**The data**

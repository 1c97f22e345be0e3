//! Engine tunables

use serde::{Deserialize, Serialize};
use std::time::Duration;

/// Configuration for the sync engine
///
/// All fields have defaults suitable for a mobile client on a flaky
/// connection; tests override individual fields directly.
#[derive(Debug, Clone, Serialize, Deserialize)]
pub struct SyncConfig {
    /// Default TTL applied when `cache_data` is called without one
    #[serde(default = "default_cache_ttl")]
    pub default_cache_ttl: Duration,
    /// Maximum actions popped per drain call
    #[serde(default = "default_batch_size")]
    pub drain_batch_size: usize,
    /// Bound on a single delivery attempt; a timeout counts as a failure
    #[serde(default = "default_delivery_timeout")]
    pub delivery_timeout: Duration,
    /// Window a raw connectivity state must hold before a transition fires
    #[serde(default = "default_debounce")]
    pub reachability_debounce: Duration,
    /// Interval of the coordinator's housekeeping tick (expiry sweep,
    /// debounce flush)
    #[serde(default = "default_tick")]
    pub tick_interval: Duration,
}

fn default_cache_ttl() -> Duration {
    Duration::from_secs(30 * 60)
}

fn default_batch_size() -> usize {
    20
}

fn default_delivery_timeout() -> Duration {
    Duration::from_secs(10)
}

fn default_debounce() -> Duration {
    Duration::from_secs(1)
}

fn default_tick() -> Duration {
    Duration::from_secs(1)
}

impl Default for SyncConfig {
    fn default() -> Self {
        Self {
            default_cache_ttl: default_cache_ttl(),
            drain_batch_size: default_batch_size(),
            delivery_timeout: default_delivery_timeout(),
            reachability_debounce: default_debounce(),
            tick_interval: default_tick(),
        }
    }
}

#[cfg(test)]
mod tests {
    use super::*;

    #[test]
    fn test_defaults() {
        let config = SyncConfig::default();
        assert_eq!(config.drain_batch_size, 20);
        assert_eq!(config.reachability_debounce, Duration::from_secs(1));
    }

    #[test]
    fn test_deserialize_partial() {
        let config: SyncConfig =
            serde_json::from_str(r#"{"drain_batch_size": 5}"#).unwrap();
        assert_eq!(config.drain_batch_size, 5);
        assert_eq!(config.delivery_timeout, Duration::from_secs(10));
    }
}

**About this exercise**
Begin at the line containing "let config: SyncConfig" and reproduce each line through the end of the records above.

**Answer to the problem**
        let config: SyncConfig =
            serde_json::from_str(r#"{"drain_batch_size": 5}"#).unwrap();
        assert_eq!(config.drain_batch_size, 5);
        assert_eq!(config.delivery_timeout, Duration::from_secs(10));
    }
}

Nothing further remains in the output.